I’m sitting in the basement typing and my kids are upstairs playing quietly – for the moment. It’s been approximately 15 minutes and no one is crying. Nothing has crashed or broken, and all seems calm. Wow. What a journey it has been to get to this place. My kids are 19 months apart in age, and now, at their respective ages of 4 and 2.5, they have finally settled into a similar routine where they enjoy many of the same TV shows, foods and friends.
When I first found out I was pregnant with my second child (my daughter), I was still nursing my 9 month-old son, and couldn’t fathom how I was going to look after two children under the age of two. My fears were justified. That first year with both of them whizzed by in a blur; in fact, there are many parts of it that, regrettfully, I can’t even remember. I don’t recall the first time my daughter sat, stood, crawled or walked. I don’t remember her first words or her first day of eating solids. This sadness at my inability to remember her many "firsts" is tempered, however, by my joy in seeing the friendship between my children.

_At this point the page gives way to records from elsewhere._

// stance_core/src/utils/so3.rs

//! Rotation helpers for the local tangent-space orientation convention,
//! `q_true = q_hat * exp(delta)`.

use nalgebra::{Matrix3, UnitQuaternion, Vector3};

/// Constructs the skew-symmetric matrix `[v]x` such that `[v]x * u = v x u`.
#[inline]
#[rustfmt::skip]
pub fn skew(v: &Vector3<f64>) -> Matrix3<f64> {
    Matrix3::new(
        0.0, -v.z, v.y,
        v.z, 0.0, -v.x,
        -v.y, v.x, 0.0,
    )
}

/// Exponential map from a rotation vector to a unit quaternion.
#[inline]
pub fn exp(rotation_vector: &Vector3<f64>) -> UnitQuaternion<f64> {
    UnitQuaternion::from_scaled_axis(*rotation_vector)
}

/// Logarithm map from a unit quaternion to a rotation vector in the ball of
/// radius pi.
#[inline]
pub fn log(rotation: &UnitQuaternion<f64>) -> Vector3<f64> {
    rotation.scaled_axis()
}

/// Applies a local tangent-space increment: `q * exp(delta)`.
#[inline]
pub fn retract(rotation: &UnitQuaternion<f64>, delta: &Vector3<f64>) -> UnitQuaternion<f64> {
    rotation * exp(delta)
}

/// The local tangent-space difference `log(a^-1 * b)`.
#[inline]
pub fn local_difference(a: &UnitQuaternion<f64>, b: &UnitQuaternion<f64>) -> Vector3<f64> {
    log(&(a.inverse() * b))
}

#[cfg(test)]
mod tests {
    use super::*;
    use approx::assert_relative_eq;

    #[test]
    fn test_skew_matches_cross_product() {
        let v = Vector3::new(0.3, -1.2, 2.0);
        let u = Vector3::new(-0.7, 0.4, 0.9);
        assert_relative_eq!(skew(&v) * u, v.cross(&u), epsilon = 1e-12);
        assert_relative_eq!(skew(&v).transpose(), -skew(&v), epsilon = 1e-12);
    }

    #[test]
    fn test_retract_and_difference_are_inverse() {
        let q = UnitQuaternion::from_euler_angles(0.2, -0.4, 1.1);
        let delta = Vector3::new(0.01, -0.03, 0.02);
        let moved = retract(&q, &delta);
        assert_relative_eq!(local_difference(&q, &moved), delta, epsilon = 1e-12);
    }

    #[test]
    fn test_exp_of_zero_is_identity() {
        let q = exp(&Vector3::zeros());
        assert_relative_eq!(q.angle(), 0.0);
        assert_relative_eq!(log(&q), Vector3::zeros());
    }
}
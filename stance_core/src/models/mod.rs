// stance_core/src/models/mod.rs

pub mod measurement;
pub mod process;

The challenges of those first years have been firmly tucked away in the inner recesses of my brain (those same deep cavities that hold my memories of pregnancy, labour and delivery). The reality now is that each of my kids has a kindred playmate at their side at all times. They have private jokes (that usually revolve various aspects of potty humour), their own dispute resolution mechanisms ("I hit you because you touched my truck." "It’s okay, I’m not mad at you anymore. Want my juice?"), and their own shared imaginary destinations and friends.

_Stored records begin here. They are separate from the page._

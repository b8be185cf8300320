// stance_core/src/estimation/mod.rs

use dyn_clone::DynClone;
use std::fmt::Debug;

use crate::error::EstimationError;
use crate::kinematics::KinematicTree;
use crate::state::GlobalState;

pub mod engine;
pub mod measurement_model;
pub mod process_model;

pub use engine::{EngineParameters, EstimationEngine, TickReport};
pub use measurement_model::{MeasurementModel, StackedMeasurement};
pub use process_model::{LinearizedProcess, ProcessModel};

// --- POST-STATE-CHANGE HOOK ---
// Runs synchronously after every predict and every correct, so that the
// kinematic tree reflects the state before any measurement is evaluated again.
pub trait PostStateChange: DynClone + Debug + Send + Sync {
    fn on_state_change(&mut self, state: &GlobalState, tree: &mut dyn KinematicTree) -> Result<(), EstimationError>;
}

// This macro automatically generates the implementation of `Clone` for `Box<dyn PostStateChange>`.
dyn_clone::clone_trait_object!(PostStateChange);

As a baby, my daughter woke from her crib and immediately cried out for me. Now, she awakes yelling for her brother; he, in turn, waits patiently for her call and runs in to see his baby sister and reunite with her after a night spent apart. Their close bond touches me daily and makes those early months seem like a small price to pay for these priceless benefits of the heart. There are, of course, many arguments – big, hair-pulling, red-faced, screaming ones too – but there are also lots of hugs, kisses, giggles and knowing glances.
Kath says
What a touching vignette. Nothing warms a mother’s heart more than seeing her children loving each other. And nothing pisses her off more than hearing them bicker! I used to wonder why my mother cared if I was arguing with my sisters…I mean, how did it involve her??? Now I TOTALLY understand!!!
Elizabeth says
You and your children are so lucky Amreen. I don’t think there is any stronger bond in the world than a strong tie between siblings. I hope they’ll always be such good friends.
LAVENDULA says
every day i see happiness and love and sharing and helping along with screeching crying hitting and yelling.
Jen says
I love it, Amreen! Being the middle of three girls very close in age and a mom to 2 I cherish the bond of siblings beyond anything else. I tested out every social behaviour on my sisters and they still love me! They are my best pals. I now see this with my kids. Today is a PA Day but my daughter has school. My son was so excited to have me to himself! But then, while running some errands, we were in the bank and they were having a party with cake and balloons. The first words out of my son’s mouth were that he wished his sister was there with him! Not one of his pals but his sis. Love it.